1 Corinthians 13: 4-8

Saturday, January 28, 2012

I Didn't Know That Was Inside Me

  Its funny sometimes.  You feel you know yourself...  What is there that you don't know right?  That's what I used to think.  To be honest, I felt to a degree, I had life dialed in.  I knew myself and I knew where I stood before God.  It's also funny that when you feel you've got anything "dialed in" before God, He kindly bumps you off your pedestal and reminds you who you really are.  Or...what you are. 
  I serve a God that loves me...so much so He allowed his Son to die on the cross in my place.  I know He loves me.  So I have no other way to take correction and insight than that it's given with love. 
  A few weeks ago the Lord asked me to do something.  In hindsight, He asked me a long time ago...I have just been procrastinating.  To be honest, I didn't even realize I was procrastinating...I just kept putting it off.  My reason: well, that's something recently revealed to me.  That's something I didn't have so dialed in.  It's bizarre how you can live with something for so long and not realize it's inside of you.  I guess I don't know myself as well as I thought.  FEAR.  I struggle with fear. 

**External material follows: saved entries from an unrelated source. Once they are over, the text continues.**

// SPDX-License-Identifier: Parity-7.0.0 OR PolyForm-Noncommercial-1.0.0

//! Disjoint interval map over a sparse buffer's byte space.
//!
//! Keys are half-open `[start, end)` byte ranges; values are page slots
//! pointing into heap blocks.  The map supports split, merge, and point/range
//! queries in O(log n).  Segments never overlap; a rebind splits whatever it
//! intersects and evicts the middle.

use std::collections::BTreeMap;
use std::sync::Arc;

use crate::memory::HeapBlock;

/// Where one page of a sparse resource currently lives.
#[derive(Debug, Clone)]
pub struct PageSlot {
    pub block: Arc<HeapBlock>,
    pub offset: u64,
}

impl PageSlot {
    fn advanced(&self, delta: u64) -> PageSlot {
        PageSlot {
            block: self.block.clone(),
            offset: self.offset + delta,
        }
    }
}

/// One maximal run of identically-bound bytes.
///
/// `layers` is non-empty; the last entry is the active binding.  Stacks
/// deeper than one only occur on aliasing-capable resources.
#[derive(Debug, Clone)]
struct Segment {
    end: u64,
    layers: Vec<PageSlot>,
}

#[derive(Debug, Clone, Default)]
pub(crate) struct IntervalMap {
    segments: BTreeMap<u64, Segment>,
}

impl IntervalMap {
    pub fn new() -> IntervalMap {
        IntervalMap {
            segments: BTreeMap::new(),
        }
    }

    /// Bind `[start, start+size)` to `target`, or unbind it when `target` is
    /// `None`.  Returns every page slot that lost residency.
    ///
    /// With `aliasing`, a bind that exactly matches an existing segment
    /// layers on top of it instead of evicting; partial overlaps always
    /// evict the overlapped portion.
    pub fn set(
        &mut self,
        start: u64,
        size: u64,
        target: Option<PageSlot>,
        aliasing: bool,
    ) -> Vec<PageSlot> {
        let end = start + size;
        if size == 0 {
            return Vec::new();
        }

        // Exact-match aliasing: layer instead of evicting.
        if aliasing && target.is_some() {
            if let Some(seg) = self.segments.get_mut(&start) {
                if seg.end == end {
                    seg.layers.push(target.unwrap());
                    self.check();
                    return Vec::new();
                }
            }
        }

        let mut evicted = Vec::new();

        // Split the segment straddling `start`, if any.
        let straddler = self
            .segments
            .range(..start)
            .next_back()
            .filter(|(_, seg)| seg.end > start)
            .map(|(&s, _)| s);
        if let Some(seg_start) = straddler {
            let seg = self.segments.get_mut(&seg_start).unwrap();
            let delta = start - seg_start;
            let tail = Segment {
                end: seg.end,
                layers: seg.layers.iter().map(|l| l.advanced(delta)).collect(),
            };
            seg.end = start;
            self.segments.insert(start, tail);
        }

        // Split the segment straddling `end`, if any.
        let straddler = self
            .segments
            .range(..end)
            .next_back()
            .filter(|(_, seg)| seg.end > end)
            .map(|(&s, _)| s);
        if let Some(seg_start) = straddler {
            let seg = self.segments.get_mut(&seg_start).unwrap();
            let delta = end - seg_start;
            let tail = Segment {
                end: seg.end,
                layers: seg.layers.iter().map(|l| l.advanced(delta)).collect(),
            };
            seg.end = end;
            self.segments.insert(end, tail);
        }

        // Everything now inside [start, end) is fully covered; remove it.
        let covered: Vec<u64> = self
            .segments
            .range(start..end)
            .map(|(&s, _)| s)
            .collect();
        for s in covered {
            let seg = self.segments.remove(&s).unwrap();
            evicted.extend(seg.layers);
        }

        if let Some(slot) = target {
            self.segments.insert(
                start,
                Segment {
                    end,
                    layers: vec![slot],
                },
            );
            self.merge_around(start);
        }
        self.check();
        evicted
    }

    /// Merge the segment starting at `start` with contiguous neighbors that
    /// continue the same block at the continuing offset.  Only single-layer
    /// segments merge; aliased stacks stay split.
    fn merge_around(&mut self, start: u64) {
        let mut start = start;
        // merge left
        let merge_left = self
            .segments
            .range(..start)
            .next_back()
            .filter(|&(&left_start, left)| {
                Self::mergeable(left_start, left, start, &self.segments[&start])
            })
            .map(|(&left_start, _)| left_start);
        if let Some(left_start) = merge_left {
            let right = self.segments.remove(&start).unwrap();
            self.segments.get_mut(&left_start).unwrap().end = right.end;
            start = left_start;
        }
        // merge right
        let end = self.segments[&start].end;
        let merge_right = self
            .segments
            .get(&end)
            .is_some_and(|right| Self::mergeable(start, &self.segments[&start], end, right));
        if merge_right {
            let right = self.segments.remove(&end).unwrap();
            self.segments.get_mut(&start).unwrap().end = right.end;
        }
    }

    fn mergeable(left_start: u64, left: &Segment, right_start: u64, right: &Segment) -> bool {
        if left.end != right_start || left.layers.len() != 1 || right.layers.len() != 1 {
            return false;
        }
        let (l, r) = (&left.layers[0], &right.layers[0]);
        Arc::ptr_eq(&l.block, &r.block) && r.offset == l.offset + (left.end - left_start)
    }

    /// The active binding covering `point`, if any.  The returned slot's
    /// offset is translated to correspond to `point` itself.
    pub fn get(&self, point: u64) -> Option<PageSlot> {
        let (&start, seg) = self.segments.range(..=point).next_back()?;
        if seg.end > point {
            let slot = seg.layers.last().expect("segment layers empty");
            Some(slot.advanced(point - start))
        } else {
            None
        }
    }

    /// Sum of sizes of bound ranges.  Aliased layers do not multiply-count.
    pub fn bound_bytes(&self) -> u64 {
        self.segments
            .iter()
            .map(|(&start, seg)| seg.end - start)
            .sum()
    }

    /// Blocks referenced by any binding, in ascending key order, first
    /// appearance wins.
    pub fn blocks_in_order(&self) -> Vec<Arc<HeapBlock>> {
        let mut out: Vec<Arc<HeapBlock>> = Vec::new();
        for seg in self.segments.values() {
            for layer in &seg.layers {
                if !out.iter().any(|b| Arc::ptr_eq(b, &layer.block)) {
                    out.push(layer.block.clone());
                }
            }
        }
        out
    }

    pub fn is_empty(&self) -> bool {
        self.segments.is_empty()
    }

    #[cfg(any(test, feature = "validate"))]
    fn check(&self) {
        let mut prev_end = 0u64;
        for (&start, seg) in &self.segments {
            assert!(start >= prev_end, "segments overlap");
            assert!(seg.end > start, "empty segment");
            assert!(!seg.layers.is_empty(), "segment with no layers");
            prev_end = seg.end;
        }
    }

    #[cfg(not(any(test, feature = "validate")))]
    fn check(&self) {}
}

#[cfg(all(test, feature = "backend_soft"))]
mod tests {
    use super::*;
    use crate::imp;
    use crate::memory::MemoryFeatures;

    fn block(label: &str) -> Arc<HeapBlock> {
        let device = imp::Device::new_for_testing();
        let memory = device.allocate_memory(0, 1 << 20, None).unwrap();
        HeapBlock::new(
            memory,
            0,
            MemoryFeatures::DEVICE_LOCAL,
            1 << 20,
            None,
            label.to_string(),
        )
    }

    fn slot(block: &Arc<HeapBlock>, offset: u64) -> PageSlot {
        PageSlot {
            block: block.clone(),
            offset,
        }
    }

    const KIB: u64 = 1024;

    #[test]
    fn bind_query_unbind() {
        let m1 = block("m1");
        let mut map = IntervalMap::new();
        let evicted = map.set(0, 1024 * KIB, Some(slot(&m1, 0)), false);
        assert!(evicted.is_empty());
        assert_eq!(map.bound_bytes(), 1024 * KIB);

        let hit = map.get(512 * KIB).unwrap();
        assert!(Arc::ptr_eq(&hit.block, &m1));
        assert_eq!(hit.offset, 512 * KIB);
        assert!(map.get(1024 * KIB).is_none());

        let evicted = map.set(0, 1024 * KIB, None, false);
        assert_eq!(evicted.len(), 1);
        assert!(map.is_empty());
    }

    #[test]
    fn overlapping_rebind_splits_and_evicts() {
        let m1 = block("m1");
        let m2 = block("m2");
        let mut map = IntervalMap::new();
        map.set(0, 1024 * KIB, Some(slot(&m1, 0)), false);
        let evicted = map.set(512 * KIB, 1024 * KIB, Some(slot(&m2, 0)), false);
        // the back half of the m1 binding lost residency
        assert_eq!(evicted.len(), 1);
        assert!(Arc::ptr_eq(&evicted[0].block, &m1));
        assert_eq!(evicted[0].offset, 512 * KIB);

        let front = map.get(0).unwrap();
        assert!(Arc::ptr_eq(&front.block, &m1));
        let back = map.get(512 * KIB).unwrap();
        assert!(Arc::ptr_eq(&back.block, &m2));
        assert_eq!(back.offset, 0);
        let far = map.get(1024 * KIB).unwrap();
        assert!(Arc::ptr_eq(&far.block, &m2));
        assert_eq!(far.offset, 512 * KIB);
        assert!(map.get(1536 * KIB).is_none());
        assert_eq!(map.bound_bytes(), 1536 * KIB);
    }

    #[test]
    fn interior_unbind_leaves_flanks() {
        let m1 = block("m1");
        let mut map = IntervalMap::new();
        map.set(0, 300, Some(slot(&m1, 0)), false);
        let evicted = map.set(100, 100, None, false);
        assert_eq!(evicted.len(), 1);
        assert_eq!(evicted[0].offset, 100);
        assert!(map.get(0).is_some());
        assert!(map.get(150).is_none());
        let tail = map.get(200).unwrap();
        assert_eq!(tail.offset, 200);
        assert_eq!(map.bound_bytes(), 200);
    }

    #[test]
    fn contiguous_binds_merge() {
        let m1 = block("m1");
        let mut map = IntervalMap::new();
        map.set(0, 100, Some(slot(&m1, 0)), false);
        map.set(100, 100, Some(slot(&m1, 100)), false);
        assert_eq!(map.segments.len(), 1);
        assert_eq!(map.bound_bytes(), 200);
        // different block offset does not merge
        map.set(200, 100, Some(slot(&m1, 500)), false);
        assert_eq!(map.segments.len(), 2);
    }

    #[test]
    fn aliasing_layers_instead_of_evicting() {
        let m1 = block("m1");
        let m2 = block("m2");
        let mut map = IntervalMap::new();
        map.set(0, 100, Some(slot(&m1, 0)), true);
        let evicted = map.set(0, 100, Some(slot(&m2, 0)), true);
        assert!(evicted.is_empty(), "aliased rebind must not evict");
        // the most recent layer answers queries
        let hit = map.get(50).unwrap();
        assert!(Arc::ptr_eq(&hit.block, &m2));
        assert_eq!(map.bound_bytes(), 100);
        assert_eq!(map.blocks_in_order().len(), 2);
        // unbind drops the whole stack
        let evicted = map.set(0, 100, None, true);
        assert_eq!(evicted.len(), 2);
    }

    #[test]
    fn non_aliasing_same_key_evicts() {
        let m1 = block("m1");
        let m2 = block("m2");
        let mut map = IntervalMap::new();
        map.set(0, 100, Some(slot(&m1, 0)), false);
        let evicted = map.set(0, 100, Some(slot(&m2, 0)), false);
        assert_eq!(evicted.len(), 1);
        assert!(Arc::ptr_eq(&evicted[0].block, &m1));
    }
}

  I fear what people think.  I fear that I don't fit in.  I fear that people will talk about me badly.  I fear that I will lose friends.  I fear....I fear....I fear....I............  Wow.  I have sat up here on my little isolated hill thinking I have stuff dialed in....and yet I am not obeying Christ....because........of fear.  Fear that I didn't realize I even had...and yet it has taken over a huge part of my life.   Wow...talk about being blind.  Ya....guess I didn't have things so dialed in.

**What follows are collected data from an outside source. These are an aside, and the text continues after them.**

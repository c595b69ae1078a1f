// SPDX-License-Identifier: Parity-7.0.0 OR PolyForm-Noncommercial-1.0.0

//! Queues: command submission and sparse binding.

use std::sync::Arc;
use std::sync::atomic::{AtomicU64, Ordering};

use crate::memory::{QueueCapabilities, QueueFamilyInfo};

use super::buffer::RawBuffer;
use super::command::OneShotCommands;
use super::device::{DeviceShared, Error};
use super::image::RawImage;
use super::memory::DeviceMemory;

/// Rebind one range of a sparse buffer.  `memory: None` unbinds.
#[derive(Debug)]
pub struct SparseBufferBind {
    pub buffer: RawBuffer,
    pub resource_offset: u64,
    pub size: u64,
    pub memory: Option<(DeviceMemory, u64)>,
}

/// Rebind one tile of a sparse image.
#[derive(Debug)]
pub struct SparseImageBind {
    pub image: RawImage,
    pub mip: u32,
    pub layer: u32,
    pub tile: [u32; 3],
    pub memory: Option<(DeviceMemory, u64)>,
}

/// Rebind a sparse image's opaque mip tail.
#[derive(Debug)]
pub struct SparseTailBind {
    pub image: RawImage,
    pub memory: Option<(DeviceMemory, u64)>,
}

/// One sparse-binding submission.  The queue applies every bind before
/// returning; a batch is all-or-nothing only in the sense that validation
/// errors abort it, so callers build batches they know are valid.
#[derive(Debug, Default)]
pub struct SparseBindBatch {
    pub buffer_binds: Vec<SparseBufferBind>,
    pub image_binds: Vec<SparseImageBind>,
    pub tail_binds: Vec<SparseTailBind>,
}

impl SparseBindBatch {
    pub fn new() -> SparseBindBatch {
        SparseBindBatch::default()
    }

    pub fn is_empty(&self) -> bool {
        self.buffer_binds.is_empty() && self.image_binds.is_empty() && self.tail_binds.is_empty()
    }

    pub fn len(&self) -> usize {
        self.buffer_binds.len() + self.image_binds.len() + self.tail_binds.len()
    }
}

#[derive(Debug)]
struct QueueInner {
    device: Arc<DeviceShared>,
    family: QueueFamilyInfo,
    submits: AtomicU64,
    sparse_binds: AtomicU64,
}

/// One queue of a family.  Clones share the queue.
#[derive(Debug, Clone)]
pub struct Queue {
    inner: Arc<QueueInner>,
}

impl Queue {
    pub(super) fn new(device: Arc<DeviceShared>, family: QueueFamilyInfo) -> Queue {
        Queue {
            inner: Arc::new(QueueInner {
                device,
                family,
                submits: AtomicU64::new(0),
                sparse_binds: AtomicU64::new(0),
            }),
        }
    }

    pub fn family_index(&self) -> u32 {
        self.inner.family.index
    }

    pub fn capabilities(&self) -> QueueCapabilities {
        self.inner.family.capabilities
    }

    /// Submits executed so far; test introspection.
    pub fn submit_count(&self) -> u64 {
        self.inner.submits.load(Ordering::Relaxed)
    }

    pub fn sparse_bind_count(&self) -> u64 {
        self.inner.sparse_binds.load(Ordering::Relaxed)
    }

    /// Submit a one-shot command buffer and block until it completes.
    /// Execution is synchronous on this device, so completion is implied.
    pub fn submit_and_wait(&self, commands: OneShotCommands) -> Result<(), Error> {
        if !self.capabilities().contains(QueueCapabilities::TRANSFER) {
            return Err(Error::UnsupportedOperation {
                family: self.family_index(),
                operation: "transfer",
            });
        }
        if commands.family_index() != self.family_index() {
            return Err(Error::BadQueueFamily(commands.family_index()));
        }
        commands.execute()?;
        self.inner.submits.fetch_add(1, Ordering::Relaxed);
        Ok(())
    }

    /// Apply a sparse-binding batch and block until it is visible.
    pub fn bind_sparse_and_wait(&self, batch: &SparseBindBatch) -> Result<(), Error> {
        if !self.capabilities().contains(QueueCapabilities::SPARSE_BIND) {
            return Err(Error::UnsupportedOperation {
                family: self.family_index(),
                operation: "sparse bind",
            });
        }
        let block = self.inner.device.profile.sparse_block_size;
        for bind in &batch.buffer_binds {
            if bind.resource_offset % block != 0 || bind.size % block != 0 {
                return Err(Error::UnsupportedOperation {
                    family: self.family_index(),
                    operation: "bind at sub-block granularity",
                });
            }
            bind.buffer
                .apply_sparse_bind(bind.resource_offset, bind.size, bind.memory.clone())?;
        }
        for bind in &batch.image_binds {
            bind.image
                .apply_tile_bind(bind.mip, bind.layer, bind.tile, bind.memory.clone())?;
        }
        for bind in &batch.tail_binds {
            bind.image.apply_tail_bind(bind.memory.clone())?;
        }
        self.inner.sparse_binds.fetch_add(1, Ordering::Relaxed);
        Ok(())
    }
}

#[cfg(test)]
mod tests {
    use super::super::device::Device;
    use super::*;
    use crate::resources::BufferUsage;

    #[test]
    fn transfer_only_family_rejects_sparse() {
        let device = Device::new_for_testing();
        let queue = device.queue(2).unwrap();
        let batch = SparseBindBatch::new();
        assert!(matches!(
            queue.bind_sparse_and_wait(&batch),
            Err(Error::UnsupportedOperation { family: 2, .. })
        ));
    }

    #[test]
    fn sparse_batch_applies_buffer_binds() {
        let device = Device::new_for_testing();
        let queue = device.queue(0).unwrap();
        let memory = device.allocate_memory(0, 65536, None).unwrap();
        let buffer = device
            .create_buffer(1 << 20, BufferUsage::STORAGE, true, "s")
            .unwrap();
        let mut batch = SparseBindBatch::new();
        batch.buffer_binds.push(SparseBufferBind {
            buffer: buffer.clone(),
            resource_offset: 0,
            size: 65536,
            memory: Some((memory, 0)),
        });
        queue.bind_sparse_and_wait(&batch).unwrap();
        assert_eq!(queue.sparse_bind_count(), 1);
    }

    #[test]
    fn submit_family_must_match_pool_family() {
        let device = Device::new_for_testing();
        let pool = device.create_command_pool(0).unwrap();
        let commands = pool.one_shot("wrong queue");
        let queue = device.queue(2).unwrap();
        assert!(matches!(
            queue.submit_and_wait(commands),
            Err(Error::BadQueueFamily(0))
        ));
    }
}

  God is so good though.  He doesn't condemn mistakes.  He is the giver of forgiveness and GRACE.   Grace (paraphrased): Unmerited favor...a gift undeserved.  He is so good to hand out grace.  I so don't deserve it either.  God knows who I am, an arrogant child who thinks she has stuff dialed in....and yet she's totally blind to a monster residing inside her.  I am so thankful for grace.
  I am also so thankful that God is the perfecter of life.  "God...please take my fear from me."  I will never be able to remove my own fear.....obviously.  But He can, (If I let go of it).  God gives power over fear...as well as grace when I mess that up. 
  Who am I that He would love me?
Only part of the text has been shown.